United States Bankruptcy Court, Eastern District of Oklahoma
Mar 16, 2022
No. 12-81208-TLM (Bankr. E.D. Okla. Mar. 16, 2022)

Summary

finding counsel's failure to adhere to filing deadline due to inadvertence insufficient to meet the excusable neglect standard

Summary of this case from First Nat'l Bank & Tr. Co. Weatherford v. Hobbs (In re Hobbs)

Opinion

12-81208-TLM

03-16-2022

IN RE: SCOTT P. SCHERER and VICKI L. SCHERER, Debtors.


Chapter 7

ORDER DENYING MOTION FOR LEAVE TO FILE APPEAL OUT OF TIME

TERRENCE L. MICHAEL, UNITED STATES BANKRUPTCY JUDGE

Nothing strikes fear into the heart of a lawyer quite like missing a deadline. The consequences of missing most deadlines are quite harsh and often lead to the loss of a substantive right, such as the right to appeal an adverse decision. Which is exactly what we have here. Counsel for the debtors received the order in question, and, in his own words, placed the opinion on his desk, where it sat unattended (or, to use the more appropriate vernacular, neglected). When the case was closed, the alarm bells went off, sort of. Almost a full week after realizing the deadline had been missed, Counsel moved to reopen the bankruptcy case and sought an extension of time to file his notice of appeal. The neglect in this case is apparent; the question is whether, as a matter of law, it is excusable. It is not.

Background

Debtors Scott and Vicki Scherer filed a chapter 7 bankruptcy on August 21, 2012. On October 17, 2012, the Debtors filed a Motion to Avoid Liens of the Oklahoma Tax Commission (the "Motion to Avoid Liens") on the grounds that the OTC's tax liens were judicial liens avoidable pursuant to 11 U.S.C. § 522(f). No objections were filed so the Court entered the Order Granting Motions [sic] to Avoid Liens ("Order Avoiding Liens"). Nine years later, the OTC was made aware of the Order Avoiding Liens and sought to have it nullified. On February 22, 2022, this Court entered its Memorandum Opinion and Judgment vacating the Order Avoiding Liens and denying Debtors' Motion to Avoid Liens of the OTC. The time to appeal the Memorandum Opinion and Judgment expired on March 8, 2022. On March 9, 2022, a Final Decree was entered, and this case was closed. On March 14, 2022, Debtors moved to reopen their case and filed the Motion for Leave to File Notice of Appeal Out-of-Time [sic] Pursuant to Federal Rule of Bankruptcy Procedure 8002(d)(1)(B) (the "Motion") now before the Court seeking an extension of time to file a notice of appeal of the Memorandum Opinion and Judgment. The record is silent as to why counsel waited an additional five days before filing the Motion. The Court reopened this case to consider counsel's request for additional time to file a notice of appeal.

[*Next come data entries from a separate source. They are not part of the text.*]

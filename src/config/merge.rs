//! Recursive merge of configuration trees.

use serde_json::Value;

/// Merge `source` into `target`, key by key.
///
/// When both sides hold an object the merge recurses; in every other case
/// (scalars, arrays, mismatched kinds) the source value replaces the target
/// value outright. Arrays are never concatenated.
pub fn deep_merge(target: &mut Value, source: &Value) {
    match (target, source) {
        (Value::Object(target), Value::Object(source)) => {
            for (key, value) in source {
                match target.get_mut(key) {
                    Some(existing) if existing.is_object() && value.is_object() => {
                        deep_merge(existing, value)
                    }
                    _ => {
                        target.insert(key.clone(), value.clone());
                    }
                }
            }
        }
        (target, source) => *target = source.clone(),
    }
}

/// Return a new tree with `overrides` merged on top of `base`.
pub fn merged(base: &Value, overrides: &Value) -> Value {
    let mut out = base.clone();
    deep_merge(&mut out, overrides);
    out
}
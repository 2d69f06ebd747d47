//! Measurement records and threshold classification.
//!
//! Records arrive from the violations endpoint as loosely shaped JSON. They
//! are normalized here: missing numbers become zero, the humidity field is
//! taken from the first non-null of `humidity`, `relative_humidity` or `rh`,
//! and anything that is not a JSON object is dropped.

use serde::Serialize;
use serde_json::{Map, Value};

/// Lowest acceptable temperature (°C), inclusive.
pub const TEMP_LOW: f64 = 17.0;
/// Highest acceptable temperature (°C), inclusive.
pub const TEMP_HIGH: f64 = 19.5;
/// Highest acceptable relative humidity (%), inclusive.
pub const RH_LIMIT: f64 = 62.0;

/// Field names that may carry relative humidity, in priority order.
const HUMIDITY_KEYS: [&str; 3] = ["humidity", "relative_humidity", "rh"];

/// True when a temperature falls outside `[TEMP_LOW, TEMP_HIGH]`.
pub fn temp_violation(temperature: f64) -> bool {
    temperature < TEMP_LOW || temperature > TEMP_HIGH
}

/// True when humidity exceeds `RH_LIMIT`.
pub fn rh_violation(humidity: f64) -> bool {
    humidity > RH_LIMIT
}

/// Overall classification of a record.
#[derive(Debug, Clone, Copy, PartialEq, Eq, PartialOrd, Ord, Serialize)]
pub enum RecordStatus {
    Normal,
    Violation,
}

impl RecordStatus {
    /// Display label (pt-BR, as shown on the dashboard).
    pub fn label(&self) -> &'static str {
        match self {
            RecordStatus::Normal => "Normal",
            RecordStatus::Violation => "Violação",
        }
    }

    pub fn from_flag(violation: bool) -> Self {
        if violation {
            RecordStatus::Violation
        } else {
            RecordStatus::Normal
        }
    }
}

/// One temperature/humidity reading.
#[derive(Debug, Clone, PartialEq, Serialize)]
pub struct Measurement {
    /// Raw timestamp string as sent by the backend.
    pub timestamp: Option<String>,
    /// Temperature in °C; zero when absent.
    pub temperature: f64,
    /// Relative humidity in %; zero when absent.
    pub humidity: f64,
    /// Backend-supplied violation reason.
    pub reason: Option<String>,
}

impl Measurement {
    pub fn new(timestamp: &str, temperature: f64, humidity: f64) -> Self {
        Self {
            timestamp: Some(timestamp.to_string()),
            temperature,
            humidity,
            reason: None,
        }
    }

    pub fn with_reason(mut self, reason: &str) -> Self {
        self.reason = Some(reason.to_string());
        self
    }

    /// Normalize a JSON entry. Returns `None` for anything but an object.
    pub fn from_value(value: &Value) -> Option<Self> {
        let obj = value.as_object()?;

        let timestamp = timestamp_field(obj);
        let temperature = obj.get("temperature").map_or(0.0, number_or_zero);
        let humidity = humidity_field(obj).map_or(0.0, number_or_zero);

        let reason = obj
            .get("reason")
            .and_then(Value::as_str)
            .map(str::trim)
            .filter(|r| !r.is_empty())
            .map(str::to_string);

        Some(Self {
            timestamp,
            temperature,
            humidity,
            reason,
        })
    }

    pub fn temp_violation(&self) -> bool {
        temp_violation(self.temperature)
    }

    pub fn rh_violation(&self) -> bool {
        rh_violation(self.humidity)
    }

    /// A record the backend already explained is a violation regardless of
    /// the computed thresholds.
    pub fn has_reason(&self) -> bool {
        self.reason.is_some()
    }

    pub fn is_violation(&self) -> bool {
        self.has_reason() || self.temp_violation() || self.rh_violation()
    }

    pub fn status(&self) -> RecordStatus {
        RecordStatus::from_flag(self.is_violation())
    }
}

/// Normalize a list of raw entries, silently skipping malformed ones.
pub fn parse_records(values: &[Value]) -> Vec<Measurement> {
    values.iter().filter_map(Measurement::from_value).collect()
}

/// The `timestamp` field as text; non-string values are stringified.
pub(crate) fn timestamp_field(obj: &Map<String, Value>) -> Option<String> {
    obj.get("timestamp").and_then(|t| match t {
        Value::String(s) => Some(s.clone()),
        Value::Null => None,
        other => Some(other.to_string()),
    })
}

/// First non-null humidity field, in [`HUMIDITY_KEYS`] order.
pub(crate) fn humidity_field(obj: &Map<String, Value>) -> Option<&Value> {
    HUMIDITY_KEYS
        .iter()
        .filter_map(|key| obj.get(*key))
        .find(|v| !v.is_null())
}

/// A numeric reading, accepting numbers and numeric strings.
pub(crate) fn number(value: &Value) -> Option<f64> {
    match value {
        Value::Number(n) => n.as_f64(),
        Value::String(s) => s.trim().parse().ok(),
        _ => None,
    }
}

fn number_or_zero(value: &Value) -> f64 {
    number(value).unwrap_or(0.0)
}
#[cfg(test)]
mod tests {
    use super::*;
    use crate::render::ids;
    use crate::source::mock::MockClient;
    use crate::source::Facet;
    use serde_json::Value;

    fn dashboard(client: MockClient) -> Dashboard {
        Dashboard::from_config(ConfigStore::default(), Arc::new(client))
    }

    fn backend() -> MockClient {
        MockClient::new()
            .respond(
                "/api/violations",
                json!([
                    { "timestamp": "2024-01-01T03:00:00Z", "temperature": 18.0, "humidity": 50.0 },
                    { "timestamp": "2024-01-01T04:00:00Z", "temperature": 21.0, "humidity": 50.0 },
                    { "timestamp": "2024-01-01T05:00:00Z", "temperature": 18.0, "relative_humidity": 70.0 }
                ]),
            )
            .respond(
                "/api/summary",
                json!({
                    "temperature_stats": { "mean": 18.5, "min": 16.0, "max": 21.0 },
                    "humidity_stats": { "mean": 55.0, "min": 40.0, "max": 70.0 },
                    "total_measurements": 100,
                    "violations_count": 2
                }),
            )
            .respond("/api/ai/insights", json!({ "insights": [] }))
            .respond("/api/ai/anomalies", json!({ "anomalies": [], "anomaly_rate": 0.0 }))
            .respond("/api/ai/predictions", json!({ "predictions": [] , "message": "Poucos dados" }))
            .respond("/api/ai/patterns", json!({ "violation_rate": 2.0, "total_measurements": 100 }))
            .respond(
                "/api/series",
                json!([
                    { "timestamp": "2024-01-01T03:00:00Z", "temperature": 18.0, "relative_humidity": 50.0 },
                    { "timestamp": "2024-01-01T04:00:00Z", "temperature": 21.0, "relative_humidity": 50.0 }
                ]),
            )
            .respond("/api/system/health", json!({ "status": "healthy", "checks": {} }))
    }

    fn outcome(seq: u64, violations: Result<Vec<Value>, String>) -> CycleOutcome {
        CycleOutcome {
            seq,
            period: Period::default(),
            facets: FacetSet::default(),
            violations,
        }
    }

    #[tokio::test]
    async fn test_refresh_renders_everything() {
        let mut dash = dashboard(backend());
        assert!(dash.refresh().await);

        let doc = dash.document();
        let table = doc.html(ids::VIOLATIONS_TABLE).unwrap();
        assert_eq!(table.matches("<tr").count(), 3);
        assert_eq!(doc.is_visible("temp-content"), Some(true));
        assert_eq!(doc.is_visible(ids::AI_CONTENT), Some(true));
        assert!(doc
            .html(ids::AI_PREDICTIONS_CONTENT)
            .unwrap()
            .contains("Poucos dados"));
        assert_eq!(doc.value(ids::VIOLATIONS_LIMIT), Some("10"));
        assert_eq!(dash.history().len(), 1);
        assert_eq!(dash.ai_status(), AiStatus::Active);
        // Timestamps shown at UTC-3
        assert!(table.contains("01/01/2024 00:00"));

        assert_eq!(dash.series().ready().map(Series::len), Some(2));
        assert_eq!(doc.is_visible(ids::SERIES_CONTENT), Some(true));
        assert_eq!(doc.is_visible(ids::SERIES_SKELETON), Some(false));
        assert_eq!(doc.html(ids::SERIES_CONTENT).unwrap().matches("<polyline").count(), 2);
        assert_eq!(dash.health(), ApiHealth::Healthy);
        assert!(doc.html(ids::HEALTH_BADGE).unwrap().contains("API saudável"));
    }

    #[tokio::test]
    async fn test_failed_series_and_health_leave_the_rest_intact() {
        let client = backend()
            .fail("/api/series", 502)
            .fail("/api/system/health", 503);
        let mut dash = dashboard(client);
        dash.refresh().await;

        assert!(dash.series().is_failed());
        assert_eq!(dash.health(), ApiHealth::Unreachable);
        assert_eq!(dash.ai_status(), AiStatus::Active);
        let doc = dash.document();
        assert!(doc.html(ids::SERIES_CONTENT).unwrap().contains("series-error"));
        assert!(doc.html(ids::HEALTH_BADGE).unwrap().contains("API inacessível"));
        assert_eq!(doc.html(ids::VIOLATIONS_TABLE).unwrap().matches("<tr").count(), 3);
    }

    #[tokio::test]
    async fn test_filter_narrows_without_touching_cache() {
        let mut dash = dashboard(backend());
        dash.refresh().await;

        dash.toggle_temperature();
        assert_eq!(dash.visible_records().len(), 1);
        assert_eq!(dash.records().len(), 3);
        let table = dash.document().html(ids::VIOLATIONS_TABLE).unwrap();
        assert_eq!(table.matches("<tr").count(), 1);
        assert!(table.contains("21.0°C"));
        assert_eq!(dash.document().is_checked(ids::FILTER_TEMP), Some(true));

        dash.toggle_humidity();
        assert_eq!(dash.visible_records().len(), 2);

        dash.set_toggles(FilterToggles::default());
        assert_eq!(dash.visible_records().len(), 3);
    }

    #[test]
    fn test_filter_with_nothing_matching_shows_placeholder() {
        let mut dash = dashboard(MockClient::new());
        dash.apply(outcome(
            1,
            Ok(vec![json!({ "timestamp": "x", "temperature": 18.0, "humidity": 50.0 })]),
        ));
        dash.toggle_humidity();
        assert_eq!(
            dash.document().html(ids::VIOLATIONS_TABLE),
            Some(render::violations::EMPTY_ROW)
        );
    }

    #[test]
    fn test_stale_outcomes_are_discarded() {
        let mut dash = dashboard(MockClient::new());
        let newer = vec![json!({ "temperature": 21.0, "humidity": 50.0 })];
        let older = vec![
            json!({ "temperature": 18.0, "humidity": 50.0 }),
            json!({ "temperature": 18.0, "humidity": 51.0 }),
        ];

        assert!(dash.apply(outcome(2, Ok(newer))));
        // The earlier cycle settles late
        assert!(!dash.apply(outcome(1, Ok(older.clone()))));
        assert!(!dash.apply(outcome(2, Ok(older))));

        assert_eq!(dash.applied_seq(), 2);
        assert_eq!(dash.records().len(), 1);
        assert_eq!(dash.records()[0].temperature, 21.0);
    }

    #[test]
    fn test_violations_error_keeps_cache() {
        let mut dash = dashboard(MockClient::new());
        dash.apply(outcome(1, Ok(vec![json!({ "temperature": 21.0, "humidity": 50.0 })])));
        dash.apply(outcome(2, Err("HTTP 500".to_string())));

        assert_eq!(dash.violations_error(), Some("HTTP 500"));
        assert_eq!(dash.records().len(), 1);
        assert!(dash
            .document()
            .html(ids::VIOLATIONS_TABLE)
            .unwrap()
            .contains("Erro ao carregar violações"));

        dash.apply(outcome(3, Ok(vec![])));
        assert_eq!(dash.violations_error(), None);
        assert!(dash.records().is_empty());
    }

    #[tokio::test]
    async fn test_failed_facets_do_not_block_render() {
        let client = backend().fail("/api/ai/anomalies", 503).fail("/api/summary", 500);
        let mut dash = dashboard(client);
        dash.refresh().await;

        assert_eq!(dash.ai_status(), AiStatus::Partial);
        assert!(dash.summary().is_failed());
        assert!(dash.history().is_empty());
        assert_eq!(
            dash.document().html(ids::VIOLATIONS_TABLE).unwrap().matches("<tr").count(),
            3
        );
        assert!(dash
            .document()
            .html(ids::AI_ANOMALIES_CONTENT)
            .unwrap()
            .contains("ai-error"));
        assert!(crate::data::facet_error(&dash.facets().anomalies).is_some());
        assert_eq!(dash.facets().failed_ai(), vec![Facet::Anomalies]);
    }

    #[tokio::test]
    async fn test_period_changes_reach_requests() {
        let client = Arc::new(backend());
        let config = ConfigStore::default();
        let fetcher = DataFetcher::from_config(client.clone(), &config);
        let mut dash = Dashboard::new(config, fetcher, HtmlDocument::dashboard());

        assert!(dash.set_limit(50));
        assert!(dash.set_days(7));
        assert!(!dash.set_limit(500));
        assert!(!dash.set_days(0));
        assert_eq!(dash.period().limit, 50);
        assert_eq!(dash.period().days, 7);
        assert_eq!(dash.config().get_u64("ui.violations_limit", 0), 50);

        dash.refresh().await;
        let calls = client.calls();
        assert!(calls.contains(&"/api/violations?days=7&limit=50".to_string()));
        assert!(calls.contains(&"/api/summary?days=7".to_string()));
        assert!(calls.contains(&"/api/series?days=7&max_points=500".to_string()));
    }

    #[test]
    fn test_limit_options_from_config() {
        let dash = dashboard(MockClient::new());
        assert_eq!(dash.limit_options(), vec![5, 10, 20, 50, 100]);
    }

    #[tokio::test]
    async fn test_export_page() {
        let mut dash = dashboard(backend());
        dash.refresh().await;

        let dir = tempfile::tempdir().unwrap();
        let path = dir.path().join("dashboard.html");
        dash.export_page(&path).unwrap();

        let page = std::fs::read_to_string(&path).unwrap();
        assert!(page.contains(TITLE));
        assert!(page.contains("21.0°C"));
        assert!(page.contains("series-temperature"));
    }

    #[tokio::test]
    async fn test_records_json_follows_filter() {
        let mut dash = dashboard(backend());
        dash.refresh().await;
        dash.toggle_temperature();

        let exported: Value = serde_json::from_str(&dash.records_json().unwrap()).unwrap();
        assert_eq!(exported["filter"], "temperatura");
        assert_eq!(exported["total"], 3);
        assert_eq!(exported["period"]["days"], 30);
        let records = exported["records"].as_array().unwrap();
        assert_eq!(records.len(), 1);
        assert_eq!(records[0]["temperature"], 21.0);
        assert_eq!(records[0]["status"], "Violation");
        assert_eq!(records[0]["temp_violation"], true);
        assert_eq!(records[0]["rh_violation"], false);
        assert_eq!(records[0]["timestamp"], "2024-01-01T04:00:00Z");

        let dir = tempfile::tempdir().unwrap();
        let path = dir.path().join("violations.json");
        dash.export_records(&path).unwrap();
        assert!(std::fs::read_to_string(&path).unwrap().contains("\"records\""));
    }
}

Mot. to Avoid Lien(s) Upon Debtors' Homestead, ECF No. 20.

Unless otherwise noted, all statutory references are to sections of the United States Bankruptcy Code, 11 U.S.C.A. § 101 et. seq.

Order Granting Mots. to Avoid Liens, ECF No. 26.

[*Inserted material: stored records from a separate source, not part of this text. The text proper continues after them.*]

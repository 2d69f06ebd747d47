use std::fs::OpenOptions;
use std::io;
use std::path::{Path, PathBuf};
use std::sync::{Arc, Mutex};
use std::time::Duration;

use anyhow::{Context, Result};
use clap::Parser;
use crossterm::{
    event::{DisableMouseCapture, EnableMouseCapture, Event},
    execute,
    terminal::{disable_raw_mode, enable_raw_mode, EnterAlternateScreen, LeaveAlternateScreen},
};
use ratatui::{
    backend::CrosstermBackend,
    layout::{Constraint, Layout},
    Terminal,
};
use serde_json::json;
use tracing::{info, warn};
use tracing_subscriber::{layer::SubscriberExt, util::SubscriberInitExt, EnvFilter};

use envwatch::app::{App, View};
use envwatch::notify::{install_panic_hook, Notifier, StatusLine, StderrNotifier};
use envwatch::{events, ui, ConfigStore, Dashboard, Environment, HttpClient, Scheduler};

#[derive(Parser, Debug)]
#[command(name = "envwatch")]
#[command(about = "Terminal dashboard for temperature/humidity monitoring APIs")]
struct Args {
    /// Base URL of the monitoring API (overrides api.base_url)
    #[arg(short, long)]
    api_url: Option<String>,

    /// Deployment environment; detected from the API host when omitted
    #[arg(long, value_enum)]
    env: Option<Environment>,

    /// Configuration file (TOML, JSON or YAML)
    #[arg(short, long)]
    config: Option<PathBuf>,

    /// Reporting period in days
    #[arg(short, long)]
    days: Option<u32>,

    /// Maximum number of violation rows
    #[arg(short, long)]
    limit: Option<u32>,

    /// Refresh interval in seconds
    #[arg(short, long)]
    refresh: Option<u64>,

    /// Log level filter (e.g. "info", "envwatch=debug")
    #[arg(long)]
    log_level: Option<String>,

    /// Fetch one cycle, write it as a standalone HTML page and exit.
    /// A `.json` path gets the filtered records instead.
    #[arg(short, long)]
    export: Option<PathBuf>,
}

fn main() -> Result<()> {
    let args = Args::parse();

    let config = match build_config(&args) {
        Ok(config) => config,
        Err(e) => {
            eprintln!("envwatch: {:#}", e);
            eprintln!("Fix the configuration and restart.");
            return Err(e);
        }
    };

    let export = args.export.is_some();
    init_tracing(&config, args.log_level.as_deref(), export)?;
    info!(
        "Starting envwatch ({} environment, {})",
        config.environment(),
        config.get_str("api.base_url", "")
    );

    let client = HttpClient::from_config(&config)
        .context("Failed to create the API client; fix api.base_url and restart")?;
    let dashboard = Dashboard::from_config(config, Arc::new(client));

    let rt = tokio::runtime::Runtime::new()?;

    if let Some(path) = args.export {
        install_panic_hook(Arc::new(StderrNotifier), || {});
        return export_to_file(&rt, dashboard, &path);
    }

    run_tui(&rt, dashboard)
}

/// Assemble the configuration: defaults, environment overrides, file,
/// environment variables, then command-line flags.
fn build_config(args: &Args) -> Result<ConfigStore> {
    let file = args.config.as_deref();

    let environment = match args.env {
        Some(env) => env,
        None => {
            let layered = ConfigStore::load(Environment::default(), file)
                .context("Failed to load configuration")?;
            let base_url = args
                .api_url
                .as_deref()
                .unwrap_or_else(|| layered.get_str("api.base_url", ""));
            Environment::from_base_url(base_url)
        }
    };

    let mut config =
        ConfigStore::load(environment, file).context("Failed to load configuration")?;

    if let Some(url) = &args.api_url {
        config.set("api.base_url", json!(url));
    }
    apply_flag(&mut config, "ui.default_days", args.days.map(u64::from));
    apply_flag(&mut config, "ui.violations_limit", args.limit.map(u64::from));
    apply_flag(
        &mut config,
        "ui.refresh_interval",
        args.refresh.map(|secs| secs.saturating_mul(1000)),
    );

    Ok(config)
}

/// Validate and write a numeric flag; out-of-range values are ignored.
fn apply_flag(config: &mut ConfigStore, path: &str, value: Option<u64>) {
    if let Some(value) = value {
        if !config.set_validated(path, json!(value)) {
            eprintln!("envwatch: ignoring {} = {} (out of range)", path, value);
        }
    }
}

/// Log to the configured file in TUI mode (the terminal belongs to the UI)
/// and to stderr in export mode.
fn init_tracing(config: &ConfigStore, level: Option<&str>, to_stderr: bool) -> Result<()> {
    let default_level = if config.get_bool("features.debug_logging", false) {
        "debug"
    } else {
        config.get_str("logging.level", "info")
    };
    let filter = match level {
        Some(level) => EnvFilter::new(level),
        None => {
            EnvFilter::try_from_default_env().unwrap_or_else(|_| EnvFilter::new(default_level))
        }
    };

    if to_stderr {
        tracing_subscriber::registry()
            .with(filter)
            .with(tracing_subscriber::fmt::layer().with_writer(io::stderr))
            .init();
        return Ok(());
    }

    let path = config.get_str("logging.file", "envwatch.log");
    let file = OpenOptions::new()
        .create(true)
        .append(true)
        .open(path)
        .with_context(|| format!("Failed to open log file {}", path))?;
    tracing_subscriber::registry()
        .with(filter)
        .with(
            tracing_subscriber::fmt::layer()
                .with_ansi(false)
                .with_writer(Mutex::new(file)),
        )
        .init();
    Ok(())
}

/// Fetch one cycle and write the rendered page.
fn export_to_file(
    rt: &tokio::runtime::Runtime,
    mut dashboard: Dashboard,
    path: &Path,
) -> Result<()> {
    rt.block_on(dashboard.refresh());

    if let Some(err) = dashboard.violations_error() {
        warn!("Violations unavailable: {}", err);
    }
    let failed = dashboard.facets().failed_ai();
    if !failed.is_empty() {
        warn!("{} facet(s) failed: {:?}", failed.len(), failed);
    }

    if path.extension().is_some_and(|ext| ext == "json") {
        dashboard.export_records(path)?;
    } else {
        dashboard.export_page(path)?;
    }
    println!("Exported to {}", path.display());
    Ok(())
}

/// Run the TUI with the background scheduler
fn run_tui(rt: &tokio::runtime::Runtime, dashboard: Dashboard) -> Result<()> {
    let _guard = rt.enter();

    let interval = dashboard
        .config()
        .get_bool("features.auto_refresh", true)
        .then(|| Duration::from_millis(dashboard.config().get_u64("ui.refresh_interval", 30_000)));
    let scheduler = Scheduler::spawn(dashboard.fetcher().clone(), dashboard.period(), interval);

    let status = StatusLine::new();

    // Setup terminal
    enable_raw_mode()?;
    let mut stdout = io::stdout();
    execute!(stdout, EnterAlternateScreen, EnableMouseCapture)?;
    let backend = CrosstermBackend::new(stdout);
    let mut terminal = Terminal::new(backend)?;

    // Background panics go to the status line; main-thread panics restore
    // the terminal first
    let notifier: Arc<dyn Notifier> = Arc::new(status.clone());
    install_panic_hook(notifier, || {
        let _ = disable_raw_mode();
        let _ = execute!(io::stdout(), LeaveAlternateScreen, DisableMouseCapture);
    });

    let mut app =
        App::new(dashboard, Some(scheduler), status).with_theme(ui::Theme::auto_detect());

    let result = run_app(&mut terminal, &mut app);

    // Restore terminal
    disable_raw_mode()?;
    execute!(
        terminal.backend_mut(),
        LeaveAlternateScreen,
        DisableMouseCapture
    )?;
    terminal.show_cursor()?;

    result
}

fn run_app(terminal: &mut Terminal<CrosstermBackend<io::Stdout>>, app: &mut App) -> Result<()> {
    // Minimum terminal size for usable display
    const MIN_WIDTH: u16 = 60;
    const MIN_HEIGHT: u16 = 12;

    while app.running {
        app.reload_data();

        terminal.draw(|frame| {
            let area = frame.area();

            if area.width < MIN_WIDTH || area.height < MIN_HEIGHT {
                let msg = format!(
                    "Terminal too small: {}x{}\nMinimum: {}x{}\n\nResize to continue",
                    area.width, area.height, MIN_WIDTH, MIN_HEIGHT
                );
                let paragraph = ratatui::widgets::Paragraph::new(msg)
                    .alignment(ratatui::layout::Alignment::Center)
                    .style(ratatui::style::Style::default().fg(ratatui::style::Color::Yellow));
                let centered = ratatui::layout::Rect::new(0, (area.height / 2).saturating_sub(2), area.width, 5);
                frame.render_widget(paragraph, centered);
                return;
            }

            let chunks = Layout::vertical([
                Constraint::Length(1), // Header bar
                Constraint::Length(1), // Tabs
                Constraint::Min(8),    // Content
                Constraint::Length(1), // Status bar
            ])
            .split(area);

            ui::common::render_header(frame, app, chunks[0]);
            ui::common::render_tabs(frame, app, chunks[1]);

            match app.current_view {
                View::Overview => ui::overview::render(frame, app, chunks[2]),
                View::Violations => ui::violations::render(frame, app, chunks[2]),
                View::Analytics => ui::analytics::render(frame, app, chunks[2]),
            }

            ui::common::render_status_bar(frame, app, chunks[3]);

            if app.show_help {
                ui::common::render_help(frame, app, area);
            }
        })?;

        if let Some(event) = events::poll_event(Duration::from_millis(100))? {
            match event {
                Event::Key(key) => events::handle_key_event(app, key),
                // Content starts after header (1) + tabs (1)
                Event::Mouse(mouse) => events::handle_mouse_event(app, mouse, 2),
                _ => {}
            }
        }
    }

    Ok(())
}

Memorandum Opinion, ECF No. 62. In the Memorandum Opinion, the Court expressly found that Debtors were never entitled to the Order Avoiding Liens as a matter of law, and that counsel was aware of the law when he sought relief against the OTC. The Court further found that counsel failed to provide proper notice to the OTC throughout the process.

Judgment, ECF No. 63.

See Fed. R. Bankr. P. 8002(a)(1) ("Except as provided in subdivisions (b) and (c), a notice of appeal must be filed with the bankruptcy clerk within 14 days after entry of the judgment, order, or decree being appealed.").

Final Decree, ECF No. 66.

Mot. to Reopen, ECF No. 68.

Mot. for Leave to File Notice of Appeal Out-of-Time [sic] Pursuant to Federal Rule of Bankruptcy Procedure 8002(d)(1)(B), ECF No. 70.

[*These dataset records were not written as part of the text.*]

use crate::text::short_text;
use poi_dom::{DomNode, SelectorList};
use regex::Regex;
use std::sync::LazyLock;

static LANGUAGE_CLASS_RE: LazyLock<Regex> = LazyLock::new(|| {
    Regex::new(r"(?i)language-([\w-]+)").expect("BUG: invalid LANGUAGE_CLASS_RE regex literal")
});

/// The label of a code block: the `language-<tag>` class when present, else the
/// text of a header-like first child (truncated to `header_limit`), else `"Code"`.
pub fn code_label<N: DomNode>(code: &N, header: &SelectorList, header_limit: usize) -> String {
    if let Some(class) = code.attribute("class") {
        if let Some(captures) = LANGUAGE_CLASS_RE.captures(&class) {
            return captures[1].to_string();
        }
    }

    if let Some(header_node) = code.select_first(header) {
        let text = short_text(&header_node.text_content(), header_limit);
        if !text.is_empty() {
            return text;
        }
    }

    "Code".to_string()
}

#[cfg(test)]
mod tests {
    use super::*;
    use poi_dom::{DomDocument, MemoryDom, parse_selector};

    fn label_of(xml: &str) -> String {
        let dom = MemoryDom::parse(xml).unwrap();
        let root = dom.document_element().unwrap();
        let header = parse_selector("div > div:first-child").unwrap();
        code_label(&root, &header, 40)
    }

    #[test]
    fn language_class_wins() {
        assert_eq!(label_of(r#"<code class="hljs language-rust">fn</code>"#), "rust");
        assert_eq!(label_of(r#"<code class="Language-Objective-C">x</code>"#), "Objective-C");
    }

    #[test]
    fn header_child_is_second_choice() {
        assert_eq!(
            label_of("<pre><div><div>bash</div><div>Copy code</div></div><code>ls</code></pre>"),
            "bash"
        );
    }

    #[test]
    fn defaults_to_code() {
        assert_eq!(label_of("<code>plain</code>"), "Code");
        assert_eq!(label_of("<pre><div><div>  </div></div></pre>"), "Code");
    }
}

Order to Reopen, ECF No. 78.

Analysis

Counsel for the Debtor admits he failed to file a notice of appeal during the 14-day period set forth in Fed.R.Bankr.P. 8002(a)(1), and failed to seek an extension before the expiration of the 14 day period pursuant to Rule 8002(d)(1)(A). As a result of said failure, he must proceed under Rule 8002(d)(1)(B), which allows an extension of the time to appeal within 21 days after the expiration of the initial 14-day appeal time "if the party shows excusable neglect." Counsel relies exclusively upon the United States Supreme Court's factors for finding "excusable neglect" set out in Pioneer Investment Services Co. v. Brunswick Associates Ltd. Partnership:

See Note 6 supra.

See Fed. R.Bankr. P. 82002(d)(1)(A) (requiring extensions of time for a notice of appeal to be filed within the 14 day period).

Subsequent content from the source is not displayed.